Peters wields a much broader brush and is sinister enough to credit Afghanistan with parts of Pashtun Pakistan and show Balochistan an independent state — Iran has only a sliver and thus loses a sliver. But this was in 2006. Pakistan as a state has borne the reverberations of a twenty-year long war on its western border which has frequently flowed over in multiple forms, and survived through it all becoming even stronger and resilient to external shocks. Some might point to the second edition of this assault on the state through financial and economic manipulation but even there things just seem to be on the mend. For its structural peculiarities the local economy has held out robustly supporting the society at large. The Arab Spring test too has been handily withstood by the Pakistani society and a strong combination of both the state and the society has meant resolute structures and a well-founded society. Pakistan continues to be buffeted by fifth generation hybrid tools of assault but has held out well. A strong state has enabled a robust society where both have stood the test of time.

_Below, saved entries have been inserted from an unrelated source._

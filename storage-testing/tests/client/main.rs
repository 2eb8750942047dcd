// SPDX-License-Identifier: GPL-3.0-only

//! Client behaviour against a scripted plugin

pub mod connection;
pub mod filesystem;
pub mod pool;
pub mod volume;
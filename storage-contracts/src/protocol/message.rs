// SPDX-License-Identifier: GPL-3.0-only

//! JSON request/response envelopes
//!
//! Transports that speak JSON wrap each call in a [`Request`] and unwrap the
//! plugin's [`Response`]. Framing of the encoded bytes is up to the
//! transport.

use serde::{Deserialize, Serialize};

use super::{TransportError, Value};

#[derive(Debug, Clone, PartialEq, Eq, Serialize, Deserialize)]
pub struct Request {
    pub method: String,
    pub params: Value,
    pub id: u64,
}

impl Request {
    pub fn new(method: impl Into<String>, params: Value, id: u64) -> Self {
        Self {
            method: method.into(),
            params,
            id,
        }
    }

    pub fn to_json(&self) -> Result<String, TransportError> {
        Ok(serde_json::to_string(self)?)
    }

    pub fn from_json(json: &str) -> Result<Self, TransportError> {
        Ok(serde_json::from_str(json)?)
    }
}

/// Error object returned by a plugin in place of a result
#[derive(Debug, Clone, PartialEq, Eq, Serialize, Deserialize)]
pub struct RemoteError {
    pub code: i32,
    pub message: String,
    #[serde(default, skip_serializing_if = "Option::is_none")]
    pub data: Option<String>,
}

#[derive(Debug, Clone, PartialEq, Eq, Serialize, Deserialize)]
pub struct Response {
    #[serde(default)]
    pub result: Value,
    #[serde(default, skip_serializing_if = "Option::is_none")]
    pub error: Option<RemoteError>,
    pub id: u64,
}

impl Response {
    pub fn success(result: Value, id: u64) -> Self {
        Self {
            result,
            error: None,
            id,
        }
    }

    pub fn failure(error: RemoteError, id: u64) -> Self {
        Self {
            result: Value::Null,
            error: Some(error),
            id,
        }
    }

    pub fn to_json(&self) -> Result<String, TransportError> {
        Ok(serde_json::to_string(self)?)
    }

    pub fn from_json(json: &str) -> Result<Self, TransportError> {
        Ok(serde_json::from_str(json)?)
    }

    /// The result payload, or the plugin's error as [`TransportError::Protocol`]
    pub fn into_result(self) -> Result<Value, TransportError> {
        match self.error {
            Some(err) => Err(TransportError::Protocol {
                code: err.code,
                message: err.message,
                data: err.data,
            }),
            None => Ok(self.result),
        }
    }
}
// SPDX-License-Identifier: GPL-3.0-only

use serde::{Deserialize, Serialize};

/// Flags argument accepted by every plugin operation.
///
/// No flag bits are defined yet; [`Flags::NONE`] is the only accepted value
/// and anything else is rejected before a request is sent.
#[derive(Debug, Clone, Copy, Default, PartialEq, Eq, Hash, Serialize, Deserialize)]
#[serde(transparent)]
pub struct Flags(u64);

impl Flags {
    pub const NONE: Flags = Flags(0);

    pub const fn from_bits(bits: u64) -> Self {
        Self(bits)
    }

    pub const fn bits(self) -> u64 {
        self.0
    }

    pub const fn is_none(self) -> bool {
        self.0 == 0
    }
}
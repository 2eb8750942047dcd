// SPDX-License-Identifier: GPL-3.0-only

use storage_types::{Flags, NfsExport};

use super::connection::{Connection, Params};
use super::{Result, validate};
use crate::protocol::{LsmError, WireEntity, optional_string_list_to_value};

/// Arguments for [`Connection::export_fs`]
#[derive(Debug, Clone, PartialEq, Eq)]
pub struct ExportRequest {
    pub fs_id: String,
    /// Let the array pick a path when unset
    pub export_path: Option<String>,
    pub root: Option<Vec<String>>,
    pub rw: Option<Vec<String>>,
    pub ro: Option<Vec<String>>,
    pub anon_uid: u64,
    pub anon_gid: u64,
    pub auth_type: Option<String>,
    pub options: Option<String>,
}

impl ExportRequest {
    pub fn new(fs_id: impl Into<String>) -> Self {
        Self {
            fs_id: fs_id.into(),
            export_path: None,
            root: None,
            rw: None,
            ro: None,
            anon_uid: NfsExport::ANON_UID_GID_NA,
            anon_gid: NfsExport::ANON_UID_GID_NA,
            auth_type: None,
            options: None,
        }
    }

    pub fn export_path(mut self, path: impl Into<String>) -> Self {
        self.export_path = Some(path.into());
        self
    }

    pub fn root_hosts(mut self, hosts: Vec<String>) -> Self {
        self.root = Some(hosts);
        self
    }

    pub fn rw_hosts(mut self, hosts: Vec<String>) -> Self {
        self.rw = Some(hosts);
        self
    }

    pub fn ro_hosts(mut self, hosts: Vec<String>) -> Self {
        self.ro = Some(hosts);
        self
    }

    pub fn anon_ids(mut self, uid: u64, gid: u64) -> Self {
        self.anon_uid = uid;
        self.anon_gid = gid;
        self
    }

    pub fn auth_type(mut self, auth: impl Into<String>) -> Self {
        self.auth_type = Some(auth.into());
        self
    }

    pub fn options(mut self, options: impl Into<String>) -> Self {
        self.options = Some(options.into());
        self
    }

    fn validate(&self) -> Result<()> {
        validate::non_empty("file system id", &self.fs_id)?;
        if self.root.is_none() && self.rw.is_none() && self.ro.is_none() {
            return Err(LsmError::invalid_argument(
                "at least one of the root, rw or ro host lists is required",
            ));
        }
        Ok(())
    }
}

impl Connection {
    pub async fn nfs_list(&mut self, flags: Flags) -> Result<Vec<NfsExport>> {
        self.gate(|| validate::flags(flags))?;
        self.call_list("exports", Params::new(flags)).await
    }

    /// Export a file system over NFS and return the export the array created
    pub async fn export_fs(&mut self, request: &ExportRequest, flags: Flags) -> Result<NfsExport> {
        self.gate(|| {
            request.validate()?;
            validate::flags(flags)
        })?;

        let params = Params::new(flags)
            .with("fs_id", &request.fs_id)
            .with("export_path", request.export_path.as_deref())
            .with("root_list", optional_string_list_to_value(request.root.as_deref()))
            .with("rw_list", optional_string_list_to_value(request.rw.as_deref()))
            .with("ro_list", optional_string_list_to_value(request.ro.as_deref()))
            .with("anon_uid", request.anon_uid)
            .with("anon_gid", request.anon_gid)
            .with("auth_type", request.auth_type.as_deref())
            .with("options", request.options.as_deref());
        self.call_entity("export_fs", params).await
    }

    pub async fn export_remove(&mut self, export: &NfsExport, flags: Flags) -> Result<()> {
        self.gate(|| {
            validate::handle(export)?;
            validate::flags(flags)
        })?;

        let params = Params::new(flags).with("export", export.to_value());
        self.call_unit("export_remove", params).await
    }
}
// SPDX-License-Identifier: GPL-3.0-only

use thiserror::Error;

#[derive(Debug, Clone, PartialEq, Eq, Error)]
pub enum TestingError {
    #[error("unexpected call to '{method}' (expected {expected})")]
    UnexpectedCall { method: String, expected: String },

    #[error("{count} scripted replies never consumed, next is '{next}'")]
    UnconsumedReplies { count: usize, next: String },
}

pub type Result<T> = std::result::Result<T, TestingError>;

So what with the feared rupture of Afghanistan if the people and the state represented by the government are unable to find accommodation for each other? The longer the stand-off persists and two systems of governance are in play more permanent will be the new boundaries leading to a notional if not physical division. Considering that northern groups again are multiethnic it could mean further fragmentation of the north subsumed in the larger neighbourhood around ethnic affiliations. By that logic it is quite possible that even if the 15 million or so Pashtuns of southern Afghanistan even if they retain their physical identity will remain perpetually dependent and connected with their 42 million brothers in Pakistan. How these physical associations might align over time will remain to be seen but a state and a region is likely to go various mutations redefining the neighbourhood. As a society fragments around a lost state it will give cause to newer mutations quite opposite to what Ralph Peters may have ever envisioned. 2021 is just so different. An artificial buffer may just settle into more naturally aligned affiliations engendering sustained stability and prosperity. This long and however unnecessary war may finally deliver some peace.

Published in The Express Tribune, August 6th, 2021.